Exercise details: Go through the records line by line from the top and repeat each one exactly, ending with the line that contains "only real implementation;".

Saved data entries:
========

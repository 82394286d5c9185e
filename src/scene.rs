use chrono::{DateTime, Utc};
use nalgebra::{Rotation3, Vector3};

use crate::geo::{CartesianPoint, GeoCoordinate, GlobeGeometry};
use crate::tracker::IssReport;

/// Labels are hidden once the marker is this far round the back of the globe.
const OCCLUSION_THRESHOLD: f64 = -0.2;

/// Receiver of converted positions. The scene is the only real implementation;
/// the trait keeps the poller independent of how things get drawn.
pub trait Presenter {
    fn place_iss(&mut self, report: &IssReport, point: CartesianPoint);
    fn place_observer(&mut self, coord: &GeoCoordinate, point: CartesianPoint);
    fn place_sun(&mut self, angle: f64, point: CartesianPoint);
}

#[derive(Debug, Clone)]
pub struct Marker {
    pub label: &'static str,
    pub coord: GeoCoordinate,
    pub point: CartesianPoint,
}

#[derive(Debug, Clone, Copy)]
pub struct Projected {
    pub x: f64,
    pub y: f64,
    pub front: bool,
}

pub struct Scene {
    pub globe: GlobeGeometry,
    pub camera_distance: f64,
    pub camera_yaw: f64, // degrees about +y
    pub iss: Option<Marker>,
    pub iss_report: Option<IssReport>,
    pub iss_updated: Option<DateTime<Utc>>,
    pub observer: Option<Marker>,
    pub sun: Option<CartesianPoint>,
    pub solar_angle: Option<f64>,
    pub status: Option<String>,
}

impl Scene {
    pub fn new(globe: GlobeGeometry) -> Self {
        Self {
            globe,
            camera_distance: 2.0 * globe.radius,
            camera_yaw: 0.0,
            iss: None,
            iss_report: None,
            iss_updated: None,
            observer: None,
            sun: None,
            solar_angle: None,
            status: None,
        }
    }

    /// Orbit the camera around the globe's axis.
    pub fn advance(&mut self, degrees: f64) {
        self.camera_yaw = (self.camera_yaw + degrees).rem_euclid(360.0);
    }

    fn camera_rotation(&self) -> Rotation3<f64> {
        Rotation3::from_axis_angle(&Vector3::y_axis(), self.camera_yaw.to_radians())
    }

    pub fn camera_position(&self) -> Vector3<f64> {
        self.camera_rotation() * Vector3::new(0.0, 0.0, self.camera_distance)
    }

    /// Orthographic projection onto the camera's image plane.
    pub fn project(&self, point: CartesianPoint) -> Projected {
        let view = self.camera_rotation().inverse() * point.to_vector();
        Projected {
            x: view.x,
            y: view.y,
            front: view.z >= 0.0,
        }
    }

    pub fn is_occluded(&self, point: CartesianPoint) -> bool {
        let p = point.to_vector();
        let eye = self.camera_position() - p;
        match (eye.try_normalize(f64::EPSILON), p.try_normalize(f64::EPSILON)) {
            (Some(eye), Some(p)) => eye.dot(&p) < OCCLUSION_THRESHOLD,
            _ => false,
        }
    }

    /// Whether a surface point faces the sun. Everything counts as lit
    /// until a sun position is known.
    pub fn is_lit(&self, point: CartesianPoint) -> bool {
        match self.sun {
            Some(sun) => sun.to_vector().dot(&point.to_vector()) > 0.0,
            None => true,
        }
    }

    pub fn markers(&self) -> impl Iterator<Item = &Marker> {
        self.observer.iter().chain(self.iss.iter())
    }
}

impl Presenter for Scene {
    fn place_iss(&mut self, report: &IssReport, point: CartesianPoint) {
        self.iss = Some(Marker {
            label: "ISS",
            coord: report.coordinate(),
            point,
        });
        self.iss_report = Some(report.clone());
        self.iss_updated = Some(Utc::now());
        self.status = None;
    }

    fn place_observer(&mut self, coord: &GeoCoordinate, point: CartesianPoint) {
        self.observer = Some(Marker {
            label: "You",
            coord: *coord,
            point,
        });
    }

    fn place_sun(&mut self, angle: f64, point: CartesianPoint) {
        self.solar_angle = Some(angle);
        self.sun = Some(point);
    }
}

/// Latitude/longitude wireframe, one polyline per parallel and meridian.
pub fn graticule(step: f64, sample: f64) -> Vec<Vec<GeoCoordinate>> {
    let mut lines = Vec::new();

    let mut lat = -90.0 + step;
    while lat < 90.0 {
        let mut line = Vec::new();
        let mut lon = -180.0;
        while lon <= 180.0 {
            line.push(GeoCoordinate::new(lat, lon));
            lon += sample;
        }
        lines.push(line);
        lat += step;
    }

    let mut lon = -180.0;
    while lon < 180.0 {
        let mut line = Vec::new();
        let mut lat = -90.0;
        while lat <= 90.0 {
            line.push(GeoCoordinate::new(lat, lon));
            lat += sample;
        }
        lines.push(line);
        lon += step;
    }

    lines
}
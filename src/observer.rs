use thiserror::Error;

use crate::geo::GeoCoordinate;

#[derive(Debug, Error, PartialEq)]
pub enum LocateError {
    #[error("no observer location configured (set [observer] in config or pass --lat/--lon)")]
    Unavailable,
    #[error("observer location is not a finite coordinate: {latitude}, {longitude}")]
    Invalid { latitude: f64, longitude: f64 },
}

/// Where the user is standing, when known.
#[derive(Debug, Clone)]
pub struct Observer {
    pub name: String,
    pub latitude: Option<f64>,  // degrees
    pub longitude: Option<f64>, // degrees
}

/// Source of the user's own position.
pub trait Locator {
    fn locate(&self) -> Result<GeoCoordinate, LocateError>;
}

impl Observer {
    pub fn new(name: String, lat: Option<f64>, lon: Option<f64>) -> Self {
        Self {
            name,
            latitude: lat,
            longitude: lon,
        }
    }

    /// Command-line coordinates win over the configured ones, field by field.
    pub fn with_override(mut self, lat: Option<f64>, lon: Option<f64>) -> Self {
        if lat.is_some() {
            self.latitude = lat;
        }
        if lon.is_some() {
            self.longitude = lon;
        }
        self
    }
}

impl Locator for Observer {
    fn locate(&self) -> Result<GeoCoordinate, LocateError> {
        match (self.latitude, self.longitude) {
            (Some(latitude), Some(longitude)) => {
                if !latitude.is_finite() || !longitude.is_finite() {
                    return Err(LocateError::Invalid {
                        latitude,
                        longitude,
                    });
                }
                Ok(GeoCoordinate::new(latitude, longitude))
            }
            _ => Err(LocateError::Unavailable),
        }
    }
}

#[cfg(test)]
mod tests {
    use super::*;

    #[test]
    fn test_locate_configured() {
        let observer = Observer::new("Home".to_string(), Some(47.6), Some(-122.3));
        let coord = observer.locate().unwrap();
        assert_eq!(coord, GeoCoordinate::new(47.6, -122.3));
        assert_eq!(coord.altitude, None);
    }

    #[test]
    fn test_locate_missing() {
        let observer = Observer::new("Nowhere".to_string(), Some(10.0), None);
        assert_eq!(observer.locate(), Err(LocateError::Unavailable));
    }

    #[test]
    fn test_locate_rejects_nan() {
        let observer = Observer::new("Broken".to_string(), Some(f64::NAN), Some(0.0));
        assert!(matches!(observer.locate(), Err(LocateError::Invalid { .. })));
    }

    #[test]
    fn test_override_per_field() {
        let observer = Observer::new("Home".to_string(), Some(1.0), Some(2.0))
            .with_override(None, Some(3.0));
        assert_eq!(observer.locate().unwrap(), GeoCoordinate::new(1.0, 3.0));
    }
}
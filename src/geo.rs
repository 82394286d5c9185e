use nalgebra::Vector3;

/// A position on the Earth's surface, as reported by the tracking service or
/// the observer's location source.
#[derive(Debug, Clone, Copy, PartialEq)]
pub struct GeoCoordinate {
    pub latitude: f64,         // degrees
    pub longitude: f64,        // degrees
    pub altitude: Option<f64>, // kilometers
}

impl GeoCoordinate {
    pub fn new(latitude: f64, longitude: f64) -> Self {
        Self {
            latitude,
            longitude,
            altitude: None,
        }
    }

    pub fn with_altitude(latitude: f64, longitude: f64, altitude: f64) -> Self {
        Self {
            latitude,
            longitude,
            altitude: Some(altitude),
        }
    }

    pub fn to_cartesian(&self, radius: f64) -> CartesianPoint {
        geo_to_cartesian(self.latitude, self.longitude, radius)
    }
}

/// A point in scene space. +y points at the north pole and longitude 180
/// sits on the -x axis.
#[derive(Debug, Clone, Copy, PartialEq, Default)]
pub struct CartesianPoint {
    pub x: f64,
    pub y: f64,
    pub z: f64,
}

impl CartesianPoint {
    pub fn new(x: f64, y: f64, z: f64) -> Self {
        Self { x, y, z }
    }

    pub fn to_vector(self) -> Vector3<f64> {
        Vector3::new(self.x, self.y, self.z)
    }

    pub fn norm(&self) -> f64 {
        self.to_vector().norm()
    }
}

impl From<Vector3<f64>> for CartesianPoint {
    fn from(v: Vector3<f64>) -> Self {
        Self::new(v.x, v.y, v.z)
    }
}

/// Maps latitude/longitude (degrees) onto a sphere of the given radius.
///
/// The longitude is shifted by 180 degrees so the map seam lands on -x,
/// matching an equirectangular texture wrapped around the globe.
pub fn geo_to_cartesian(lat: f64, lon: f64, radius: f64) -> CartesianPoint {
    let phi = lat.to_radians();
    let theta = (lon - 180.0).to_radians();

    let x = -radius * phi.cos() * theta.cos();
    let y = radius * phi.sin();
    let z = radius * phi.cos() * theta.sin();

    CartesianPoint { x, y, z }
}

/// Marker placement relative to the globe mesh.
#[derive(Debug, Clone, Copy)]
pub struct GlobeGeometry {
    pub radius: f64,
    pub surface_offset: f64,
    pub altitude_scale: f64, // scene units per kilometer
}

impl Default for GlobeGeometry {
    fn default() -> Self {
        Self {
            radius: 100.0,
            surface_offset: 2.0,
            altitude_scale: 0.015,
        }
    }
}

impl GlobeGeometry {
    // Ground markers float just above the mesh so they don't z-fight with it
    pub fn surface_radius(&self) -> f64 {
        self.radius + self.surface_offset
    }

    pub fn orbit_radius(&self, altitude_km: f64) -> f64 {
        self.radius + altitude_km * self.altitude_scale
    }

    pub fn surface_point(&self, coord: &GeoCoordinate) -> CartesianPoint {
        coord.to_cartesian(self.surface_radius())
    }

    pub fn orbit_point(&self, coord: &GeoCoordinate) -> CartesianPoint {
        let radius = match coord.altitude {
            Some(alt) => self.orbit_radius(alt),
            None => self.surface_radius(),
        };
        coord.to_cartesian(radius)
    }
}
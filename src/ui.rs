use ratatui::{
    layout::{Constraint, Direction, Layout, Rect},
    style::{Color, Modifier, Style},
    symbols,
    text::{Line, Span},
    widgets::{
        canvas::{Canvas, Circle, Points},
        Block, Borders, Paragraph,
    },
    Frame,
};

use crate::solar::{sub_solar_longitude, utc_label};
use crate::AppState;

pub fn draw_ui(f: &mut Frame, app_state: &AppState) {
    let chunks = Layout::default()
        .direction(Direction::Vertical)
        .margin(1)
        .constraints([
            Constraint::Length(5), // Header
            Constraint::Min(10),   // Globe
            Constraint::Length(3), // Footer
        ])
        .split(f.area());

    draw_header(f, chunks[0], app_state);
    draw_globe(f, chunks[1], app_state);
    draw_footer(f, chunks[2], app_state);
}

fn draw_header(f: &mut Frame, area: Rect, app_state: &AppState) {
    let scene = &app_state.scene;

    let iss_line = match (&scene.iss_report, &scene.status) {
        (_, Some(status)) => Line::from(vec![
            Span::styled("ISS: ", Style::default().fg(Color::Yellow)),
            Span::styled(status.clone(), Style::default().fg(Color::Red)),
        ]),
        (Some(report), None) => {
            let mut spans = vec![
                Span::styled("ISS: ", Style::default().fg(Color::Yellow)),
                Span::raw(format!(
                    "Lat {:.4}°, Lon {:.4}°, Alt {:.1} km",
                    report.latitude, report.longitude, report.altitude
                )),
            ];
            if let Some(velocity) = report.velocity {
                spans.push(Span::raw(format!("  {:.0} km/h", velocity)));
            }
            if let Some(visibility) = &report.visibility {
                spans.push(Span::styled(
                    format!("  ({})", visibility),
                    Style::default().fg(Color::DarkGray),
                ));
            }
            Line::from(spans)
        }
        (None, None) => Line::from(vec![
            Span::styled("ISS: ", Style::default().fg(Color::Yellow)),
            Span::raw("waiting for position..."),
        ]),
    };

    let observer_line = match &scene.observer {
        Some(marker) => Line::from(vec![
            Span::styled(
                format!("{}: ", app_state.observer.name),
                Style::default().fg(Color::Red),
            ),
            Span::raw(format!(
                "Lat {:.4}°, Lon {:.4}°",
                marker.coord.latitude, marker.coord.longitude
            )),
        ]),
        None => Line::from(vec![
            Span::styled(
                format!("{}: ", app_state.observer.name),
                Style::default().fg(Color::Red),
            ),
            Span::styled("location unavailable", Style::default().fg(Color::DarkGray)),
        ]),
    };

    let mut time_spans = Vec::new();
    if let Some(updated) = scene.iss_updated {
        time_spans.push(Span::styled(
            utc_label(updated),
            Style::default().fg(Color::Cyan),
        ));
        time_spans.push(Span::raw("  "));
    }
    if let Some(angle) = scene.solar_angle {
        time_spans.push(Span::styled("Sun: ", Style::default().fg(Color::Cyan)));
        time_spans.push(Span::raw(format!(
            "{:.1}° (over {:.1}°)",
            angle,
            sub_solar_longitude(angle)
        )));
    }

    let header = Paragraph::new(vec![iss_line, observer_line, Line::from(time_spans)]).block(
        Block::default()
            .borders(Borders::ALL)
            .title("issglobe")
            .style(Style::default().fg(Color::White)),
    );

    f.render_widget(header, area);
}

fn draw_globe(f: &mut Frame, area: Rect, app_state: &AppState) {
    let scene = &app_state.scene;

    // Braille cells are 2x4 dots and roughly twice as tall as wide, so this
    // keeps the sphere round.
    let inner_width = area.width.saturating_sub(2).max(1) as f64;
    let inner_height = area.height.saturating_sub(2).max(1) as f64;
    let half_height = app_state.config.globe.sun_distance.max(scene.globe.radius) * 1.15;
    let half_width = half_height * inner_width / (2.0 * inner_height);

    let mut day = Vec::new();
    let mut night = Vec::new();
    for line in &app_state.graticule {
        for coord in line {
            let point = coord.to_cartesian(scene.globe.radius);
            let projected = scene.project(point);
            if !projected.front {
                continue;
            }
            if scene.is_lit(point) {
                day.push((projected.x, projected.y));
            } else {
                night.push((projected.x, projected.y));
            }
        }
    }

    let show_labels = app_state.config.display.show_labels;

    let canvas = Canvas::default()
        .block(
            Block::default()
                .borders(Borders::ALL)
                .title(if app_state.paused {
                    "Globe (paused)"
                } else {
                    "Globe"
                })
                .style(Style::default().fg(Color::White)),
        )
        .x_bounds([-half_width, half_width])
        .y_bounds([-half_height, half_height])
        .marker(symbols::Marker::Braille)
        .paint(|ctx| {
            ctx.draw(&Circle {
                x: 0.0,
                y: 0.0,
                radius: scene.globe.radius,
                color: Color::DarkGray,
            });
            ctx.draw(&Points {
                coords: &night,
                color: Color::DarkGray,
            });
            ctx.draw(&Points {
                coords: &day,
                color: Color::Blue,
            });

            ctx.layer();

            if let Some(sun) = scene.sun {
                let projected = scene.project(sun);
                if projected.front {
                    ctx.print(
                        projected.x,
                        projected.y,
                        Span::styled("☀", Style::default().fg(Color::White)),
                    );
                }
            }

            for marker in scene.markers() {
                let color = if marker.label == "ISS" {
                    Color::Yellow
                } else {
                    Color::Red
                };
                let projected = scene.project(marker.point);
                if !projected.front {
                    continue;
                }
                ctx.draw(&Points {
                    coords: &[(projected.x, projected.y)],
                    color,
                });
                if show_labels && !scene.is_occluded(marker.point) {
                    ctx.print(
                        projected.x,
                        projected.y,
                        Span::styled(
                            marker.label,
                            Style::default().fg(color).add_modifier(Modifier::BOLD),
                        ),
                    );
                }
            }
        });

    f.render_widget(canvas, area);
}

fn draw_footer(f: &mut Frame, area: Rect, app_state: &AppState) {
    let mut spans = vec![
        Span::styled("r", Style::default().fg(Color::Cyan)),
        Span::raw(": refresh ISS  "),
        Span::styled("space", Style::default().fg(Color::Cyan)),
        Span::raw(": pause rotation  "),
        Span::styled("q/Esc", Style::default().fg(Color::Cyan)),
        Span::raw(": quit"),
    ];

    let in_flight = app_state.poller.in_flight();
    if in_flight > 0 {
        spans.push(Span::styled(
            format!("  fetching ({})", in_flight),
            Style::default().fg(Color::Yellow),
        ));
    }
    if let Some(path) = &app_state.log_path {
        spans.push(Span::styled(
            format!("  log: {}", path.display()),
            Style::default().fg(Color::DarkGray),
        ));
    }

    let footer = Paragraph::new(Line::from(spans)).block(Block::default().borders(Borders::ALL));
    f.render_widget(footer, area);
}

========

Response area:
repository 82394286d5c9185e
filename src/scene.rs
use chrono::{DateTime, Utc};
use nalgebra::{Rotation3, Vector3};

use crate::geo::{CartesianPoint, GeoCoordinate, GlobeGeometry};
use crate::tracker::IssReport;

/// Labels are hidden once the marker is this far round the back of the globe.
const OCCLUSION_THRESHOLD: f64 = -0.2;

/// Receiver of converted positions. The scene is the only real implementation;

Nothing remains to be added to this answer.